## EXERCISE PROMPT
Since only part of the material below is wanted, output exactly the lines from the one with "of the document." up to and including the one with "block whose trimmed".
"""
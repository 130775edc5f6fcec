pub mod blocks;
pub mod inline;
pub mod tokens;

use thiserror::Error;

use crate::ast::Node;
use blocks::kinds::ThematicBreak;
use blocks::parse_block;
use inline::RewindError;
use tokens::TokenCursor;

/// The delimiter between blocks: one blank line.
const BLOCK_SEPARATOR: &str = "\n\n";

/// Failure of a parse call.
///
/// Malformed input is never an error — unterminated delimiters degrade to
/// literal text. The only failure mode is a delimiter rule rewinding its
/// cursor past the fragment start, which is a bookkeeping bug, not a
/// property of the document.
#[derive(Debug, Error)]
pub enum ParseError {
    #[error("inline scan rewound past the start of its fragment: {0}")]
    Rewind(#[from] RewindError),
}

/// Parses a whole document into the final node tree.
///
/// The trimmed document is split on blank lines. A block whose trimmed
/// content is exactly the horizontal-rule sentinel emits
/// [`Node::HorizontalRule`]; every other block is parsed and grouped into
/// paragraphs. An empty document parses to an empty sequence.
pub fn parse_document(text: &str) -> Result<Vec<Node>, ParseError> {
    let trimmed = text.trim();
    let Some(mut blocks) = TokenCursor::split(trimmed, BLOCK_SEPARATOR) else {
        return Ok(vec![]);
    };

    let mut out = Vec::new();
    while let Some(block) = blocks.advance() {
        if ThematicBreak::matches(block) {
            out.push(Node::HorizontalRule);
            continue;
        }
        out.extend(group_nodes(parse_block(block)?));
    }

    Ok(out)
}

/// Groups one block's flat node sequence into the reading-order tree.
///
/// Headings, block quotes and lists stand alone and close any open
/// paragraph; every other node is absorbed into the trailing
/// [`Node::Paragraph`], opening one when none is in progress.
fn group_nodes(nodes: Vec<Node>) -> Vec<Node> {
    let mut grouped: Vec<Node> = Vec::new();

    for node in nodes {
        match node {
            Node::Heading { .. } | Node::BlockQuote { .. } | Node::UnorderedList(_) => {
                grouped.push(node);
            }
            other => match grouped.last_mut() {
                Some(Node::Paragraph { nodes }) => nodes.push(other),
                _ => grouped.push(Node::Paragraph { nodes: vec![other] }),
            },
        }
    }

    grouped
}

#[cfg(test)]
mod tests {
    use super::*;

    #[test]
    fn empty_document() {
        assert_eq!(parse_document("").unwrap(), vec![]);
    }

    #[test]
    fn whitespace_document() {
        assert_eq!(parse_document("\n\n\n").unwrap(), vec![]);
    }

    #[test]
    fn single_line_becomes_a_paragraph() {
        assert_eq!(
            parse_document("Hello World").unwrap(),
            vec![Node::Paragraph {
                nodes: vec![Node::Text("Hello World".to_string())],
            }]
        );
    }

    #[test]
    fn horizontal_rule_block() {
        assert_eq!(parse_document("---").unwrap(), vec![Node::HorizontalRule]);
    }

    #[test]
    fn heading_stands_outside_paragraphs() {
        let nodes = parse_document("# Title\nintro text").unwrap();
        assert_eq!(
            nodes,
            vec![
                Node::Heading {
                    text: vec![Node::Text("Title".to_string())],
                    level: 1,
                },
                Node::Paragraph {
                    nodes: vec![Node::Text("intro text".to_string())],
                },
            ]
        );
    }

    #[test]
    fn paragraph_absorbs_consecutive_inline_nodes() {
        let nodes = parse_document("**a**\n*b*").unwrap();
        assert_eq!(
            nodes,
            vec![Node::Paragraph {
                nodes: vec![Node::Bold("a".to_string()), Node::Italic("b".to_string())],
            }]
        );
    }

    #[test]
    fn quote_closes_the_open_paragraph() {
        let nodes = parse_document("before\n> quoted\nafter").unwrap();
        assert_eq!(
            nodes,
            vec![
                Node::Paragraph {
                    nodes: vec![Node::Text("before".to_string())],
                },
                Node::BlockQuote {
                    text: vec![Node::Text("quoted".to_string())],
                },
                Node::Paragraph {
                    nodes: vec![Node::Text("after".to_string())],
                },
            ]
        );
    }

    #[test]
    fn list_stands_outside_paragraphs() {
        let nodes = parse_document("intro\n- a\n- b").unwrap();
        assert_eq!(nodes.len(), 2);
        assert!(matches!(nodes[0], Node::Paragraph { .. }));
        assert!(matches!(nodes[1], Node::UnorderedList(_)));
    }

    #[test]
    fn blocks_group_independently() {
        let nodes = parse_document("one\n\ntwo").unwrap();
        assert_eq!(
            nodes,
            vec![
                Node::Paragraph {
                    nodes: vec![Node::Text("one".to_string())],
                },
                Node::Paragraph {
                    nodes: vec![Node::Text("two".to_string())],
                },
            ]
        );
    }

    #[test]
    fn stray_newlines_between_blocks_are_harmless() {
        let nodes = parse_document("one\n\n\ntwo").unwrap();
        assert_eq!(nodes.len(), 2);
        assert!(matches!(nodes[0], Node::Paragraph { .. }));
        assert!(matches!(nodes[1], Node::Paragraph { .. }));
    }
}
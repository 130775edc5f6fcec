use serde::{Deserialize, Serialize};

use super::Node;

/// A list item with nested children.
///
/// Items form a tree: each child sits one nesting level below its parent.
/// `ordered`, `index` and `task` are carried for consumers that build or
/// annotate lists; the line classifier only produces unordered items.
#[derive(Debug, Clone, PartialEq, Serialize, Deserialize)]
pub struct ListItem {
    /// Inline content of the item's own line.
    pub text: Vec<Node>,
    /// Items nested one level below this one.
    pub children: Vec<ListItem>,
    /// Nesting level, 0 for top-level items.
    pub level: usize,
    /// Whether the item belongs to an ordered list.
    pub ordered: bool,
    /// Ordinal position within an ordered list.
    pub index: usize,
    /// Whether the item is a task entry.
    pub task: bool,
}

impl ListItem {
    /// Creates an unordered, untasked item at the given nesting level.
    pub fn new(text: Vec<Node>, level: usize) -> Self {
        Self {
            text,
            children: Vec::new(),
            level,
            ordered: false,
            index: 0,
            task: false,
        }
    }

    /// Hands `item` to the deepest descendant on the rightmost spine whose
    /// level is one less than the item's. Returns the item back when no such
    /// ancestor exists under `self`.
    fn adopt(&mut self, item: ListItem) -> Option<ListItem> {
        let item = match self.children.last_mut() {
            Some(last) => match last.adopt(item) {
                None => return None,
                Some(item) => item,
            },
            None => item,
        };

        if item.level == self.level + 1 {
            self.children.push(item);
            return None;
        }
        Some(item)
    }
}

/// An unordered list holding the top-level item trees.
#[derive(Debug, Clone, PartialEq, Default, Serialize, Deserialize)]
pub struct UnorderedList {
    pub items: Vec<ListItem>,
}

impl UnorderedList {
    pub fn new() -> Self {
        Self::default()
    }

    /// Attaches an item per its nesting level: to the deepest item on the
    /// rightmost spine whose level is one less, else at top level.
    pub fn insert(&mut self, item: ListItem) {
        let item = match self.items.last_mut() {
            Some(last) => match last.adopt(item) {
                None => return,
                Some(item) => item,
            },
            None => item,
        };
        self.items.push(item);
    }
}
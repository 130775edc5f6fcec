/// Code span inline type with its owned delimiter.
///
/// Code spans are verbatim: no other delimiter is recognized between the
/// opening and closing backtick.
pub struct CodeSpan;

impl CodeSpan {
    /// The backtick character that delimits code spans.
    pub const TICK: char = '`';
}
//! Error types for the densification statistics update.

use thiserror::Error;

/// Errors reported before any accumulator is touched.
///
/// The update validates the whole shape contract up front, so an `Err` always
/// means the statistics are exactly as they were before the call.
#[derive(Debug, Error, Clone, PartialEq)]
pub enum StatsError {
    #[error("{name} has length {actual}, expected at least {expected}")]
    LengthMismatch {
        name: &'static str,
        expected: usize,
        actual: usize,
    },

    #[error("viewspace gradient row stride must be at least 2, got {stride}")]
    GradStride { stride: usize },

    #[error("viewspace gradient buffer holds {actual} values, need at least {needed}")]
    GradTooShort { needed: usize, actual: usize },

    #[cfg(feature = "gpu")]
    #[error("GPU error: {0}")]
    Gpu(String),
}

pub type Result<T> = std::result::Result<T, StatsError>;
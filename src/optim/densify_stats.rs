//! Densification statistics (per-point gradient accumulation).
//!
//! After every backward pass the trainer folds the screen-space gradient of
//! each visible Gaussian into three running arrays:
//! - `max_radii2d`: largest projected radius seen so far
//! - `xyz_gradient_accum`: sum of |dL/d(mean_2d)|
//! - `denom`: how many steps contributed to the sum
//!
//! Density control later reads `xyz_gradient_accum / denom` to decide which
//! Gaussians to clone or split.
//!
//! Every point is independent, so the update is a plain parallel map over
//! fixed-size blocks of indices.

use crate::config::StatsConfig;
use crate::error::{Result, StatsError};
use crate::timing::ScopedTimer;
use nalgebra::Vector2;
use rayon::prelude::*;

/// Read-only view of per-point screen-space gradients.
///
/// Row `i` starts at `data[i * stride]` and holds `(gx, gy)` in its first two
/// values. Any extra values in a row (padding, depth gradient, ...) are ignored.
#[derive(Clone, Copy, Debug)]
pub struct ViewspaceGrads<'a> {
    data: &'a [f32],
    stride: usize,
}

impl<'a> ViewspaceGrads<'a> {
    /// Wrap a flat buffer with the given row stride (in `f32` values).
    pub fn new(data: &'a [f32], stride: usize) -> Self {
        Self { data, stride }
    }

    /// Tightly packed `[gx0, gy0, gx1, gy1, ...]`.
    pub fn contiguous(data: &'a [f32]) -> Self {
        Self::new(data, 2)
    }

    pub fn stride(&self) -> usize {
        self.stride
    }

    pub fn as_slice(&self) -> &'a [f32] {
        self.data
    }

    /// Number of values needed to hold `n` rows, `None` if that overflows.
    pub fn required_len(n: usize, stride: usize) -> Option<usize> {
        if n == 0 {
            return Some(0);
        }
        (n - 1).checked_mul(stride)?.checked_add(2)
    }

    /// Stride and length are only checked when there is at least one row.
    fn validate(&self, n: usize) -> Result<()> {
        if n == 0 {
            return Ok(());
        }
        if self.stride < 2 {
            return Err(StatsError::GradStride {
                stride: self.stride,
            });
        }
        let actual = self.data.len();
        match Self::required_len(n, self.stride) {
            Some(needed) if actual >= needed => Ok(()),
            needed => Err(StatsError::GradTooShort {
                needed: needed.unwrap_or(usize::MAX),
                actual,
            }),
        }
    }

    /// The values covering rows `0..n`. Only meaningful after `validate(n)`.
    pub(crate) fn rows(&self, n: usize) -> &'a [f32] {
        match Self::required_len(n, self.stride) {
            Some(len) if len <= self.data.len() => &self.data[..len],
            _ => self.data,
        }
    }

    /// Gradient of point `i`. Panics if the row is out of range.
    ///
    /// For `i < n` after a successful `validate(n)`, `i * stride + 1` cannot
    /// overflow.
    pub fn get(&self, i: usize) -> Vector2<f32> {
        let base = i * self.stride;
        Vector2::new(self.data[base], self.data[base + 1])
    }
}

/// Per-call inputs produced by the renderer for the current frame.
///
/// None of these are retained after the update.
#[derive(Clone, Copy, Debug)]
pub struct FrameStats<'a> {
    /// Points that took part in this step.
    pub update_filter: &'a [bool],

    /// Projected screen-space radius per point.
    pub radii: &'a [f32],

    /// Gradient of the loss w.r.t. each projected 2D mean.
    pub grads: ViewspaceGrads<'a>,
}

fn check_len(name: &'static str, expected: usize, actual: usize) -> Result<()> {
    if actual < expected {
        return Err(StatsError::LengthMismatch {
            name,
            expected,
            actual,
        });
    }
    Ok(())
}

/// Check every input against `n` points. `accum_lens` are the lengths of
/// `max_radii2d`, `xyz_gradient_accum` and `denom`, in that order.
pub(crate) fn check_shapes(n: usize, frame: &FrameStats<'_>, accum_lens: [usize; 3]) -> Result<()> {
    check_len("update_filter", n, frame.update_filter.len())?;
    check_len("radii", n, frame.radii.len())?;
    check_len("max_radii2d", n, accum_lens[0])?;
    check_len("xyz_gradient_accum", n, accum_lens[1])?;
    check_len("denom", n, accum_lens[2])?;
    frame.grads.validate(n)
}

/// Fold one frame of gradients into the running statistics for points `0..n`.
///
/// For every `i < n` with `update_filter[i]` set:
/// - `max_radii2d[i] = max(max_radii2d[i], radii[i])`
/// - `xyz_gradient_accum[i] += |grads[i]|`
/// - `denom[i] += 1`
///
/// Points with the filter unset, and every index `>= n`, are left untouched.
/// All lengths are checked before anything is written, so on `Err` the
/// accumulators are unchanged.
///
/// The index space is split into blocks of `block_size` points processed in
/// parallel; the last block may be partial.
pub fn add_densification_stats(
    n: usize,
    frame: &FrameStats<'_>,
    max_radii2d: &mut [f32],
    xyz_gradient_accum: &mut [f32],
    denom: &mut [f32],
    block_size: usize,
) -> Result<()> {
    check_shapes(
        n,
        frame,
        [max_radii2d.len(), xyz_gradient_accum.len(), denom.len()],
    )?;

    if n == 0 {
        return Ok(());
    }

    let block_size = block_size.max(1);
    let filter = frame.update_filter;
    let radii = frame.radii;
    let grads = frame.grads;

    max_radii2d[..n]
        .par_chunks_mut(block_size)
        .zip(xyz_gradient_accum[..n].par_chunks_mut(block_size))
        .zip(denom[..n].par_chunks_mut(block_size))
        .enumerate()
        .for_each(|(block, ((max_r, accum), den))| {
            let base = block * block_size;
            for j in 0..max_r.len() {
                let i = base + j;
                if !filter[i] {
                    continue;
                }
                max_r[j] = max_r[j].max(radii[i]);
                accum[j] += grads.get(i).norm();
                den[j] += 1.0;
            }
        });

    Ok(())
}

/// Running densification statistics for a Gaussian cloud.
///
/// Lives as long as the cloud; `resize` keeps it in step when Gaussians are
/// added or pruned and `reset` clears it after a densify step.
#[derive(Clone, Debug, Default, PartialEq)]
pub struct DensificationStats {
    pub max_radii2d: Vec<f32>,
    pub xyz_gradient_accum: Vec<f32>,
    pub denom: Vec<f32>,
}

impl DensificationStats {
    pub fn new(num_points: usize) -> Self {
        Self {
            max_radii2d: vec![0.0; num_points],
            xyz_gradient_accum: vec![0.0; num_points],
            denom: vec![0.0; num_points],
        }
    }

    pub fn len(&self) -> usize {
        self.denom.len()
    }

    pub fn is_empty(&self) -> bool {
        self.denom.is_empty()
    }

    /// Apply one frame to every tracked point.
    pub fn update(&mut self, frame: &FrameStats<'_>, config: &StatsConfig) -> Result<()> {
        let n = self.len();
        let _timer = ScopedTimer::start(Some("densification stats"), config.enable_timing);
        add_densification_stats(
            n,
            frame,
            &mut self.max_radii2d,
            &mut self.xyz_gradient_accum,
            &mut self.denom,
            config.block_size,
        )
    }

    /// Mean gradient magnitude per point (0 for points never updated).
    ///
    /// Panics if `xyz_gradient_accum` and `denom` differ in length.
    pub fn average_grads(&self) -> Vec<f32> {
        assert_eq!(
            self.xyz_gradient_accum.len(),
            self.denom.len(),
            "xyz_gradient_accum and denom length mismatch"
        );
        self.xyz_gradient_accum
            .par_iter()
            .zip(self.denom.par_iter())
            .map(|(&sum, &count)| if count > 0.0 { sum / count } else { 0.0 })
            .collect()
    }

    pub fn reset(&mut self) {
        self.max_radii2d.fill(0.0);
        self.xyz_gradient_accum.fill(0.0);
        self.denom.fill(0.0);
    }

    /// Grow with zeroed entries or truncate to `num_points`.
    pub fn resize(&mut self, num_points: usize) {
        self.max_radii2d.resize(num_points, 0.0);
        self.xyz_gradient_accum.resize(num_points, 0.0);
        self.denom.resize(num_points, 0.0);
    }
}

#[cfg(test)]
mod tests {
    use super::*;
    use approx::assert_relative_eq;

    fn example_stats() -> DensificationStats {
        DensificationStats {
            max_radii2d: vec![3.0, 3.0, 3.0],
            xyz_gradient_accum: vec![0.0; 3],
            denom: vec![0.0; 3],
        }
    }

    #[test]
    fn test_three_point_example() {
        let mut stats = example_stats();
        let filter = [true, false, true];
        let radii = [5.0, 9.0, 2.0];
        let grads = [3.0, 4.0, 0.0, 0.0, 1.0, 0.0];
        let frame = FrameStats {
            update_filter: &filter,
            radii: &radii,
            grads: ViewspaceGrads::contiguous(&grads),
        };

        stats.update(&frame, &StatsConfig::default()).unwrap();

        assert_eq!(stats.max_radii2d, vec![5.0, 3.0, 3.0]);
        assert_relative_eq!(stats.xyz_gradient_accum[0], 5.0);
        assert_eq!(stats.xyz_gradient_accum[1], 0.0);
        assert_relative_eq!(stats.xyz_gradient_accum[2], 1.0);
        assert_eq!(stats.denom, vec![1.0, 0.0, 1.0]);
    }

    #[test]
    fn test_repeated_update_accumulates() {
        // Running sums, not idempotent: the second call adds the same delta again.
        let mut stats = example_stats();
        let filter = [true, true, true];
        let radii = [1.0, 1.0, 1.0];
        let grads = [3.0, 4.0, 0.0, 2.0, 1.0, 0.0];
        let frame = FrameStats {
            update_filter: &filter,
            radii: &radii,
            grads: ViewspaceGrads::contiguous(&grads),
        };
        let cfg = StatsConfig::default();

        stats.update(&frame, &cfg).unwrap();
        stats.update(&frame, &cfg).unwrap();

        assert_relative_eq!(stats.xyz_gradient_accum[0], 10.0);
        assert_relative_eq!(stats.xyz_gradient_accum[1], 4.0);
        assert_relative_eq!(stats.xyz_gradient_accum[2], 2.0);
        assert_eq!(stats.denom, vec![2.0, 2.0, 2.0]);
        assert_eq!(stats.max_radii2d, vec![3.0, 3.0, 3.0]);
    }

    #[test]
    fn test_zero_points_is_noop() {
        let mut max_r: Vec<f32> = vec![7.0];
        let mut accum: Vec<f32> = vec![7.0];
        let mut denom: Vec<f32> = vec![7.0];
        let frame = FrameStats {
            update_filter: &[],
            radii: &[],
            grads: ViewspaceGrads::contiguous(&[]),
        };

        add_densification_stats(0, &frame, &mut max_r, &mut accum, &mut denom, 512).unwrap();

        assert_eq!(max_r, vec![7.0]);
        assert_eq!(accum, vec![7.0]);
        assert_eq!(denom, vec![7.0]);
    }

    #[test]
    fn test_strided_rows_ignore_padding() {
        let mut stats = DensificationStats::new(2);
        let filter = [true, true];
        let radii = [1.0, 2.0];
        // Rows of [gx, gy, pad, pad]; padding must not leak into the norm.
        let grads = [3.0, 4.0, 100.0, 100.0, 0.0, 1.0, -50.0, 9.0];
        let frame = FrameStats {
            update_filter: &filter,
            radii: &radii,
            grads: ViewspaceGrads::new(&grads, 4),
        };

        stats.update(&frame, &StatsConfig::default()).unwrap();

        assert_relative_eq!(stats.xyz_gradient_accum[0], 5.0);
        assert_relative_eq!(stats.xyz_gradient_accum[1], 1.0);
    }

    #[test]
    fn test_last_row_may_omit_padding() {
        // (n - 1) * stride + 2 values are enough.
        assert_eq!(ViewspaceGrads::required_len(3, 4), Some(10));
        assert_eq!(ViewspaceGrads::required_len(0, 4), Some(0));
        assert_eq!(ViewspaceGrads::required_len(3, usize::MAX), None);

        let grads = [0.0, 1.0, 0.0, 0.0, 0.0, 2.0, 0.0, 0.0, 0.0, 3.0];
        let view = ViewspaceGrads::new(&grads, 4);
        assert!(view.validate(3).is_ok());
        assert_eq!(view.get(2), Vector2::new(0.0, 3.0));
    }

    #[test]
    fn test_bad_stride_rejected() {
        let mut stats = DensificationStats::new(1);
        let frame = FrameStats {
            update_filter: &[true],
            radii: &[1.0],
            grads: ViewspaceGrads::new(&[1.0, 1.0], 1),
        };

        let err = stats.update(&frame, &StatsConfig::default()).unwrap_err();
        assert_eq!(err, StatsError::GradStride { stride: 1 });
        assert_eq!(stats, DensificationStats::new(1));
    }

    #[test]
    fn test_overflowing_stride_rejected_before_any_write() {
        let mut stats = DensificationStats {
            max_radii2d: vec![0.0; 2],
            xyz_gradient_accum: vec![0.0; 2],
            denom: vec![0.0; 2],
        };
        let frame = FrameStats {
            update_filter: &[true, true],
            radii: &[1.0, 1.0],
            grads: ViewspaceGrads::new(&[3.0, 4.0], usize::MAX),
        };

        let err = stats.update(&frame, &StatsConfig::default()).unwrap_err();
        assert_eq!(
            err,
            StatsError::GradTooShort {
                needed: usize::MAX,
                actual: 2
            }
        );
        assert_eq!(stats, DensificationStats::new(2));
    }

    #[test]
    fn test_large_stride_single_row_is_valid() {
        // One row never multiplies by the stride.
        let mut stats = DensificationStats::new(1);
        let frame = FrameStats {
            update_filter: &[true],
            radii: &[1.0],
            grads: ViewspaceGrads::new(&[3.0, 4.0], usize::MAX),
        };

        stats.update(&frame, &StatsConfig::default()).unwrap();
        assert_relative_eq!(stats.xyz_gradient_accum[0], 5.0);
    }

    #[test]
    fn test_zero_points_ignores_stride() {
        let mut max_r: Vec<f32> = vec![];
        let mut accum: Vec<f32> = vec![];
        let mut denom: Vec<f32> = vec![];
        let frame = FrameStats {
            update_filter: &[],
            radii: &[],
            grads: ViewspaceGrads::new(&[], 0),
        };

        assert!(add_densification_stats(0, &frame, &mut max_r, &mut accum, &mut denom, 512).is_ok());
    }

    #[test]
    fn test_short_radii_rejected_before_any_write() {
        let mut stats = DensificationStats::new(3);
        let frame = FrameStats {
            update_filter: &[true, true, true],
            radii: &[1.0, 1.0],
            grads: ViewspaceGrads::contiguous(&[1.0; 6]),
        };

        let err = stats.update(&frame, &StatsConfig::default()).unwrap_err();
        assert_eq!(
            err,
            StatsError::LengthMismatch {
                name: "radii",
                expected: 3,
                actual: 2
            }
        );
        assert_eq!(stats, DensificationStats::new(3));
    }

    #[test]
    fn test_average_grads() {
        let stats = DensificationStats {
            max_radii2d: vec![0.0; 3],
            xyz_gradient_accum: vec![6.0, 0.0, 1.5],
            denom: vec![3.0, 0.0, 1.0],
        };
        assert_eq!(stats.average_grads(), vec![2.0, 0.0, 1.5]);
    }

    #[test]
    #[should_panic(expected = "length mismatch")]
    fn test_average_grads_rejects_mismatched_lengths() {
        let stats = DensificationStats {
            max_radii2d: vec![0.0; 3],
            xyz_gradient_accum: vec![1.0, 2.0, 3.0],
            denom: vec![1.0, 1.0],
        };
        stats.average_grads();
    }

    #[test]
    fn test_reset_and_resize() {
        let mut stats = example_stats();
        stats.denom[1] = 4.0;

        stats.resize(5);
        assert_eq!(stats.len(), 5);
        assert_eq!(stats.max_radii2d, vec![3.0, 3.0, 3.0, 0.0, 0.0]);
        assert_eq!(stats.denom[1], 4.0);

        stats.reset();
        assert_eq!(stats, DensificationStats::new(5));

        stats.resize(0);
        assert!(stats.is_empty());
    }
}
"""
## EXERCISE SOLUTION
/// property of the document.
#[derive(Debug, Error)]
pub enum ParseError {
    #[error("inline scan rewound past the start of its fragment: {0}")]
    Rewind(#[from] RewindError),
}

/// Parses a whole document into the final node tree.
///
/// The trimmed document is split on blank lines. A block whose trimmed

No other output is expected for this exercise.